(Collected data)
-.-.-

//! Fixed-size worker pool that runs sampling tasks on OS threads.
//!
//! Submitting never blocks: each job is queued and a [`TaskHandle`] is
//! returned immediately. A handle yields its task's result exactly once.
//! Dropping or shutting down the pool joins every worker thread.

use std::any::Any;
use std::panic::{self, AssertUnwindSafe};
use std::sync::atomic::{AtomicBool, Ordering};
use std::sync::mpsc::{self, Receiver, RecvTimeoutError, Sender, SyncSender};
use std::sync::{Arc, Mutex};
use std::thread::{self, JoinHandle};
use std::time::Duration;

use tracing::{debug, warn};

use crate::error::{Result, SimulationError, TeardownError};
use crate::monte_carlo::{run_task, task_rng, TaskResult};
use crate::partition::TaskDescriptor;
use crate::sink::ProgressSink;

type Job = Box<dyn FnOnce() + Send + 'static>;

/// Blocks on a single task's result.
#[derive(Debug)]
pub struct TaskHandle {
    task_id: usize,
    rx: Receiver<Result<TaskResult>>,
}

impl TaskHandle {
    pub fn task_id(&self) -> usize {
        self.task_id
    }

    /// Wait for the result. `None` waits without limit.
    pub fn join(self, timeout: Option<Duration>) -> Result<TaskResult> {
        let task_id = self.task_id;
        match timeout {
            None => self
                .rx
                .recv()
                .map_err(|_| SimulationError::Interrupted { task_id })?,
            Some(timeout) => match self.rx.recv_timeout(timeout) {
                Ok(outcome) => outcome,
                Err(RecvTimeoutError::Timeout) => Err(SimulationError::TimedOut { task_id, timeout }),
                Err(RecvTimeoutError::Disconnected) => Err(SimulationError::Interrupted { task_id }),
            },
        }
    }
}

pub struct WorkerPool {
    jobs: Option<Sender<Job>>,
    workers: Vec<JoinHandle<()>>,
    cancelled: Arc<AtomicBool>,
}

impl WorkerPool {
    /// Start `slots` worker threads.
    pub fn new(slots: usize) -> Result<Self> {
        let (tx, rx) = mpsc::channel::<Job>();
        let rx = Arc::new(Mutex::new(rx));
        let cancelled = Arc::new(AtomicBool::new(false));

        // Built incrementally so a failed spawn still joins the started workers on drop.
        let mut pool = Self {
            jobs: Some(tx),
            workers: Vec::with_capacity(slots),
            cancelled,
        };

        for worker in 0..slots {
            let rx = Arc::clone(&rx);
            let cancelled = Arc::clone(&pool.cancelled);
            let handle = thread::Builder::new()
                .name(format!("pi-worker-{worker}"))
                .spawn(move || worker_loop(rx, cancelled))
                .map_err(SimulationError::PoolSpawn)?;
            pool.workers.push(handle);
        }

        debug!(slots, "worker pool started");
        Ok(pool)
    }

    pub fn slots(&self) -> usize {
        self.workers.len()
    }

    /// Queue `work` and return a handle to its outcome. A panic inside `work`
    /// becomes [`SimulationError::TaskFailed`].
    pub fn submit<F>(&self, task_id: usize, work: F) -> TaskHandle
    where
        F: FnOnce() -> Result<TaskResult> + Send + 'static,
    {
        let (result_tx, result_rx) = mpsc::sync_channel(1);
        let job: Job = Box::new(move || execute(task_id, work, result_tx));

        // A closed queue drops the job and its sender; the handle then reports an interruption.
        if let Some(jobs) = &self.jobs {
            let _ = jobs.send(job);
        }

        TaskHandle {
            task_id,
            rx: result_rx,
        }
    }

    /// Submit one sampling task per descriptor, in descriptor order.
    pub fn dispatch(
        &self,
        tasks: &[TaskDescriptor],
        seed: Option<u64>,
        sink: &Arc<dyn ProgressSink>,
    ) -> Vec<TaskHandle> {
        tasks
            .iter()
            .map(|&descriptor| {
                let sink = Arc::clone(sink);
                self.submit(descriptor.id, move || {
                    let rng = task_rng(seed, descriptor.id);
                    run_task(descriptor, rng, sink.as_ref()).map_err(|err| {
                        SimulationError::TaskFailed {
                            task_id: descriptor.id,
                            reason: err.to_string(),
                        }
                    })
                })
            })
            .collect()
    }

    /// Skip queued jobs that have not started. Running jobs finish normally.
    pub fn cancel_pending(&self) {
        self.cancelled.store(true, Ordering::Release);
    }

    /// Close the queue and join every worker.
    pub fn shutdown(mut self) -> std::result::Result<(), TeardownError> {
        self.release()
    }

    fn release(&mut self) -> std::result::Result<(), TeardownError> {
        self.jobs.take();

        let mut outcome = Ok(());
        for (worker, handle) in self.workers.drain(..).enumerate() {
            if handle.join().is_err() && outcome.is_ok() {
                outcome = Err(TeardownError::WorkerPanicked { worker });
            }
        }
        outcome
    }
}

impl Drop for WorkerPool {
    fn drop(&mut self) {
        if self.workers.is_empty() {
            return;
        }
        if let Err(err) = self.release() {
            warn!(error = %err, "worker pool teardown failed");
        }
    }
}

fn worker_loop(rx: Arc<Mutex<Receiver<Job>>>, cancelled: Arc<AtomicBool>) {
    loop {
        let job = {
            let Ok(rx) = rx.lock() else { break };
            match rx.recv() {
                Ok(job) => job,
                Err(_) => break,
            }
        };
        if cancelled.load(Ordering::Acquire) {
            continue;
        }
        job();
    }
}

fn execute<F>(task_id: usize, work: F, result_tx: SyncSender<Result<TaskResult>>)
where
    F: FnOnce() -> Result<TaskResult>,
{
    let outcome = panic::catch_unwind(AssertUnwindSafe(work)).unwrap_or_else(|payload| {
        Err(SimulationError::TaskFailed {
            task_id,
            reason: panic_message(payload.as_ref()),
        })
    });
    let _ = result_tx.send(outcome);
}

fn panic_message(payload: &(dyn Any + Send)) -> String {
    if let Some(message) = payload.downcast_ref::<&str>() {
        (*message).to_string()
    } else if let Some(message) = payload.downcast_ref::<String>() {
        message.clone()
    } else {
        "task panicked".to_string()
    }
}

-.-.-

Assigned task:
The answer must be the line containing "fn panic_message(payload: &(dyn" and every line after it to the end of the records, repeated exactly.

Solution:
fn panic_message(payload: &(dyn Any + Send)) -> String {
    if let Some(message) = payload.downcast_ref::<&str>() {
        (*message).to_string()
    } else if let Some(message) = payload.downcast_ref::<String>() {
        message.clone()
    } else {
        "task panicked".to_string()
    }
}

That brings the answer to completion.